The final task is to show the results. The csv files generated in the previous section is good enough for most cases, but sometimes a visual display can be more appealing. In this section, you'll see how to use the stylecloud module for generating word clouds.

From pypi: stylecloud:

Python package + CLI to generate stylistic wordclouds, including gradients and icon shapes!

stylecloud is a Python package that leverages the popular word_cloud package, adding useful features to create truly unique word clouds!

# virtual environment
$ pip install stylecloud

# normal environment
# use py instead of python3.9 for Windows
$ python3.9 -m pip install --user stylecloud

Note that the stylecloud module depends on many other modules, so don't be surprised if you see them getting installed.

$ pip show stylecloud | grep '^Requires:'
Requires: wordcloud, icon-font-to-png, palettable, fire, matplotlib

# wordcloud in turn depends on other modules and so on
$ pip show wordcloud | grep '^Requires:'
Requires: numpy, pillow, matplotlib

Word cloud

The program below is based on examples provided in the stylecloud GitHub repo. The csv files generated earlier can be directly passed to the file_path argument. The second column with number of votes will be considered as weights for the first column data. The shape of the word cloud image generated can be specified using the icon_name argument. One of the book icons listed in the free Font Awesome icons list is used here.

Rest of the arguments are self explanatory. See the GitHub repo linked above for more details and customization options.

# author_cloud.py
import stylecloud

ip_files = ('top_authors_2019.csv', 'top_authors_2021.csv')
op_files = ('top_authors_2019.png', 'top_authors_2021.png')

for ip_file, op_file in zip(ip_files, op_files):
    stylecloud.gen_stylecloud(file_path=ip_file,
                              icon_name='fas fa-book-open',
                              background_color='black',
                              gradient='horizontal',
                              output_name=op_file)

Here's the result for 2019 poll:

Here's the result for 2021 poll:

Exercises

Combine extract_author_names.py and top_authors.py into a single script so that the intermediate files aren't needed.
Give your best shot at salvaging some of the vote entries that were discarded in the above scripts.
Display a list of author names who got at least 10 votes in 2021 but less than 5 votes in 2019.
- You'll have to fuzzy match the author names since the spelling that won could be different between the two lists.
Find out top-5 authors who had at least 5 votes in both the lists and had the biggest gain in 2021 compared to the 2019 data. You can decide how to calculate the gain — vote count or percentage increase.

Finding typos

In this project, you'll learn how to compare words against a dictionary to find potential typos.

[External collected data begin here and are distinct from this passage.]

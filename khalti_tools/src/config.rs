use std::time::Duration;

use log::*;
use shopfront_common::Secret;

const DEFAULT_KHALTI_BASE_URL: &str = "https://a.khalti.com/api/v2";
const DEFAULT_TIMEOUT_SECS: u64 = 15;

#[derive(Debug, Clone)]
pub struct KhaltiConfig {
    /// Base URL of the e-payment API, e.g. `https://a.khalti.com/api/v2`.
    pub base_url: String,
    /// The merchant live secret key, sent as `Authorization: key <secret>`.
    pub secret_key: Secret<String>,
    /// The URL the gateway redirects the customer to after payment.
    pub return_url: String,
    /// The merchant site URL, required by the initiate endpoint.
    pub website_url: String,
    /// Upper bound on each gateway round-trip.
    pub timeout: Duration,
}

impl Default for KhaltiConfig {
    fn default() -> Self {
        Self {
            base_url: DEFAULT_KHALTI_BASE_URL.to_string(),
            secret_key: Secret::default(),
            return_url: String::default(),
            website_url: String::default(),
            timeout: Duration::from_secs(DEFAULT_TIMEOUT_SECS),
        }
    }
}

impl KhaltiConfig {
    pub fn new_from_env_or_default() -> Self {
        let base_url = std::env::var("KHALTI_BASE_URL").unwrap_or_else(|_| {
            warn!("KHALTI_BASE_URL not set, using the live gateway, {DEFAULT_KHALTI_BASE_URL}");
            DEFAULT_KHALTI_BASE_URL.to_string()
        });
        let secret_key = Secret::new(std::env::var("KHALTI_SECRET_KEY").unwrap_or_else(|_| {
            warn!("KHALTI_SECRET_KEY not set, using a (useless) default");
            "live_secret_key_00000000000000".to_string()
        }));
        let return_url = std::env::var("KHALTI_RETURN_URL").unwrap_or_else(|_| {
            warn!("KHALTI_RETURN_URL not set, payments cannot complete without one");
            String::default()
        });
        let website_url = std::env::var("KHALTI_WEBSITE_URL").unwrap_or_default();
        let timeout = std::env::var("KHALTI_TIMEOUT_SECS")
            .ok()
            .and_then(|s| s.parse::<u64>().ok())
            .map(Duration::from_secs)
            .unwrap_or_else(|| Duration::from_secs(DEFAULT_TIMEOUT_SECS));
        Self { base_url, secret_key, return_url, website_url, timeout }
    }
}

Two types of input format will be discussed — plain text and Markdown.

Plain text input
Markdown input
Exercises

Project summary

Save dictionary words as a set data type for fast comparison
Split input text and compare words against the dictionary set
Scrub punctuation characters from input words and ignore case to reduce false mismatches
Extract words from a Markdown file after removing code blocks, inline code and hyperlinks
Handle multiple word files and recursively process all Markdown files from a given path

The following modules and concepts will be utilized in this project:

docs.python: string
docs.python: re
pypi: regex
docs.python: glob
docs.python: Generators

Real world influence

I started this project to help myself as a beta/gamma reader for fantasy books from the Mage Errant and The Legends of the First Empire series.

While the number of false mismatches ran into hundreds of entries, the time spent crawling through them was well worth it. I found repeated words, hard to spot typos in character names, etc. Creating reference files with series specific names and words helped reduce the mismatches for sequels.

I used the project for the Markdown files of this ebook too. Found typos like entried, accomodated, tast and reponsible.

Plain text input

In this section, you'll see how to match each word of plain text input against a known set of words. Any input word that is not found in this set will be displayed as part of the output. You'll see how to build the reference set of words from a dictionary file and what kind of data scrubbing is needed for this task.

Naive split

Here's a simple implementation that attempts to catch typos if input words are not present in the given dictionary file.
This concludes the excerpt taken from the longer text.